The similarity comparison between private face images generated by this method and by PGGAN, StyleGAN1, and StyleGAN2 and the original face images is shown in Figure 5. In Figure 5, PSNR (Peak Signal to Noise Ratio) is the most common and widely used objective image evaluation index, which is the ratio of the energy of the peak signal to the average energy of the noise. SSIM (Structural Similarity) is a full-reference image quality evaluation index, which measures image similarity from three aspects: brightness, contrast, and structure. CS (Cosine similarity) calculates the angle between two vectors, which can be used to measure the direct similarity of images. The private face images generated by this method have higher SSIM, CS, and PSNR than those created by the other three methods. It indicates that the low-light face images generated by the proposed method are closer to the style of the original images and more real and natural, thus greatly improving the user experience.

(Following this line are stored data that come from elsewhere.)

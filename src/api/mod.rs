//! Resource operations, grouped the way the backend groups its endpoints
//!
//! - `catalog`: listings and channels (anonymous reads)
//! - `auth`: registration, tokens, password and email flows
//! - `profile`: the signed-in account
//! - `reviews`: listing reviews

pub mod auth;
pub mod catalog;
pub mod profile;
pub mod reviews;

pub use auth::AuthApi;
pub use catalog::{ChatApi, ChatsApi, LaptopsApi};
pub use profile::ProfileApi;
pub use reviews::ReviewsApi;
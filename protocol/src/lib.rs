//! Wire types for the LaptopHub marketplace API
//!
//! Records mirror the backend's JSON one-to-one, including its spellings.
//! `common` holds the resources the API returns, `api` the request bodies
//! and small response envelopes specific to one endpoint.

pub mod api;
pub mod common;

pub use api::*;
pub use common::*;
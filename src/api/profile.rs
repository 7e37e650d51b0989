//! Signed-in user's own profile

use laptophub_protocol::{ProfileUpdate, UserProfile};
use tracing::debug;

use crate::client::{decode_body, require_token, ApiClient, Failure};
use crate::error::{LaptopHubError, Result};
use crate::transport::{ApiRequest, Transport};

/// `profile.*`
#[derive(Debug)]
pub struct ProfileApi<'a, T: Transport> {
    client: &'a ApiClient<T>,
}

impl<T: Transport> ApiClient<T> {
    pub fn profile(&self) -> ProfileApi<'_, T> {
        ProfileApi { client: self }
    }
}

impl<'a, T: Transport> ProfileApi<'a, T> {
    /// GET /auth/profile/
    ///
    /// A 404 means the account has no profile yet and yields `Ok(None)`.
    pub async fn get(&self, token: &str) -> Result<Option<UserProfile>> {
        let token = require_token(token)?;
        let reply = self
            .client
            .send_raw(ApiRequest::get("/auth/profile/").bearer(token))
            .await?;

        if reply.status == 404 {
            return Ok(None);
        }
        if !reply.is_success() {
            return Err(self.client.failure(&reply, Failure::Normalized));
        }
        decode_body(&reply.body)
    }

    /// Like [`get`](Self::get) but never fails. Used after sign-in, where a
    /// missing profile must not undo the sign-in itself.
    pub async fn best_effort(&self, token: &str) -> Option<UserProfile> {
        match self.get(token).await {
            Ok(profile) => profile,
            Err(e) => {
                debug!(error = %e, "profile fetch failed");
                None
            }
        }
    }

    /// PATCH /auth/profile/ as multipart form data
    pub async fn update(&self, token: &str, update: ProfileUpdate) -> Result<UserProfile> {
        let token = require_token(token)?;
        if update.is_empty() {
            return Err(LaptopHubError::validation("Nothing to update"));
        }
        let request = ApiRequest::patch("/auth/profile/")
            .bearer(token)
            .multipart(update);
        self.client.fetch(request, Failure::Normalized).await
    }

    /// DELETE /auth/profile/delete/
    pub async fn delete_account(&self, token: &str) -> Result<()> {
        let token = require_token(token)?;
        let request = ApiRequest::delete("/auth/profile/delete/").bearer(token);
        self.client.perform(request, Failure::Normalized).await
    }
}

#[cfg(test)]
mod tests {
    use super::*;
    use crate::config::ClientConfig;
    use crate::tests::mocks::{profile_json, MockTransport};
    use crate::transport::RequestBody;
    use laptophub_protocol::Avatar;

    fn create_client() -> (MockTransport, ApiClient<MockTransport>) {
        let mock = MockTransport::new();
        let client = ApiClient::with_transport(mock.clone(), ClientConfig::default());
        (mock, client)
    }

    #[tokio::test]
    async fn test_get_profile() {
        let (mock, client) = create_client();
        mock.respond_json("GET", "/auth/profile/", 200, profile_json("sara@example.com"));

        let profile = client.profile().get("tok").await.unwrap().unwrap();
        assert_eq!(profile.email, "sara@example.com");
        assert_eq!(mock.last_request().bearer.as_deref(), Some("tok"));
    }

    #[tokio::test]
    async fn test_profile_with_null_contact_fields() {
        let (mock, client) = create_client();
        let mut body = profile_json("sara@example.com");
        body["phone_number"] = serde_json::Value::Null;
        body["bio"] = serde_json::Value::Null;
        mock.respond_json("GET", "/auth/profile/", 200, body);

        let profile = client.profile().get("tok").await.unwrap().unwrap();
        assert_eq!(profile.phone_number, "");
        assert_eq!(profile.bio, "");
        assert_eq!(profile.first_name, "Sara");
    }

    #[tokio::test]
    async fn test_missing_profile_is_none() {
        let (mock, client) = create_client();
        mock.respond("GET", "/auth/profile/", 404, r#"{"detail": "Not found."}"#);

        assert!(client.profile().get("tok").await.unwrap().is_none());
    }

    #[tokio::test]
    async fn test_server_error_is_not_a_soft_miss() {
        let (mock, client) = create_client();
        mock.respond("GET", "/auth/profile/", 500, "");

        let err = client.profile().get("tok").await.unwrap_err();
        assert_eq!(err.to_string(), "HTTP 500");
    }

    #[tokio::test]
    async fn test_expired_token_is_error() {
        let (mock, client) = create_client();
        mock.respond(
            "GET",
            "/auth/profile/",
            401,
            r#"{"detail": "Given token not valid for any token type"}"#,
        );

        let err = client.profile().get("stale").await.unwrap_err();
        assert!(err.is_unauthorized());
        assert_eq!(err.to_string(), "Given token not valid for any token type");
    }

    #[tokio::test]
    async fn test_best_effort_swallows_failures() {
        let (mock, client) = create_client();
        mock.respond("GET", "/auth/profile/", 500, "");
        assert!(client.profile().best_effort("tok").await.is_none());

        mock.go_offline();
        assert!(client.profile().best_effort("tok").await.is_none());
    }

    #[tokio::test]
    async fn test_update_sends_multipart() {
        let (mock, client) = create_client();
        mock.respond_json("PATCH", "/auth/profile/", 200, profile_json("sara@example.com"));

        let update = ProfileUpdate {
            bio: Some("Refurbishes ThinkPads".into()),
            profile_picture: Some(Avatar {
                file_name: "me.png".into(),
                mime_type: Some("image/png".into()),
                bytes: vec![0x89, 0x50],
            }),
            ..Default::default()
        };
        let profile = client.profile().update("tok", update.clone()).await.unwrap();
        assert_eq!(profile.email, "sara@example.com");

        let request = mock.last_request();
        assert_eq!(request.body, RequestBody::Multipart(update));
        assert_eq!(request.bearer.as_deref(), Some("tok"));
    }

    #[tokio::test]
    async fn test_empty_update_is_rejected_locally() {
        let (mock, client) = create_client();
        let err = client
            .profile()
            .update("tok", ProfileUpdate::default())
            .await
            .unwrap_err();
        assert!(matches!(err, LaptopHubError::Validation { .. }));
        assert_eq!(mock.request_count(), 0);
    }

    #[tokio::test]
    async fn test_delete_account() {
        let (mock, client) = create_client();
        mock.respond("DELETE", "/auth/profile/delete/", 204, "");

        client.profile().delete_account("tok").await.unwrap();
        assert_eq!(mock.last_request().path, "/auth/profile/delete/");
    }
}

The comparison of the success rate of the proposed method and PGGAN, StyleGAN1, and StyleGAN2 in generating low-light face deidentification images is shown in Figure 6. The success rate of the proposed method in generating low-light private face images is 100 percent, while that of PGGAN is 42.9%, StyleGAN1 is 46.2%, and StyleGAN2 is 68.3%. The front-facing face cropping network of PGGAN, StyleGAN1, and StyleGAN2 cannot completely detect the face area under low light, failing the generation of low-light images sometimes. Or the generated face images are completely black and cannot be recognized, resulting in generation failure. In our method, since the light enhancement network has enhanced the illumination of low-light photos, the front face region interception network is not affected by low light, and the success rate of detecting the face region is 100%. Moreover, under the effect of the light attenuation network, the style of the generated low-light face image is closer to the original face image.

5. Conclusion

This paper puts forward a low-light face image generation method based on deidentification. It overcomes the adverse effects of low light and generates face images of a low-light style, making private face images real and natural and thereby improving the user experience. Meanwhile, it reduces the accuracy of the face recognition network to protect the privacy of users. When IoT devices collect face images for internal storage, or IoT applications transmit face images through an external communication network, even if there is a storage data leakage or a man-in-the-middle attack, the method proposed in this article can effectively prevent the leakage of user privacy. The method in this paper can be applied to various application scenarios of face image collection, and it is an effective supplement to the existing face privacy image methods. In the future, we will do more research on lightweight models in private face image generation and optimize the operating speed to make its application more efficient in edge computing. In addition, there are deidentification methods in many special scenes, such as profile and occlusion, which need to be studied.

Data Availability

The data used to support the findings of this study are available from the corresponding author upon request.

Disclosure

Beibei Dong and Zhenyu Wang are co-first authors.

Conflicts of Interest

The authors declare no conflicts of interest.

Authors’ Contributions

All authors have made a substantial, direct, and intellectual contribution to the work and approved it for publication. Beibei Dong and Zhenyu Wang contributed equally to this work.

Acknowledgments

This research was supported by the Natural Science Foundation of Hebei Province under Grant no. F2021405001, Basic Scientific Research Funds Projects of Hebei North University under Grant no. JYT2020029, the Three Three Three Talent Project Funding Project in Hebei Province under Grant no. A202001017, the General Project of Hebei North University under Grant no. XJ2021005, and Innovation and Entrepreneurship Training Program for College Students in Hebei Province under Grant no. S202110092017.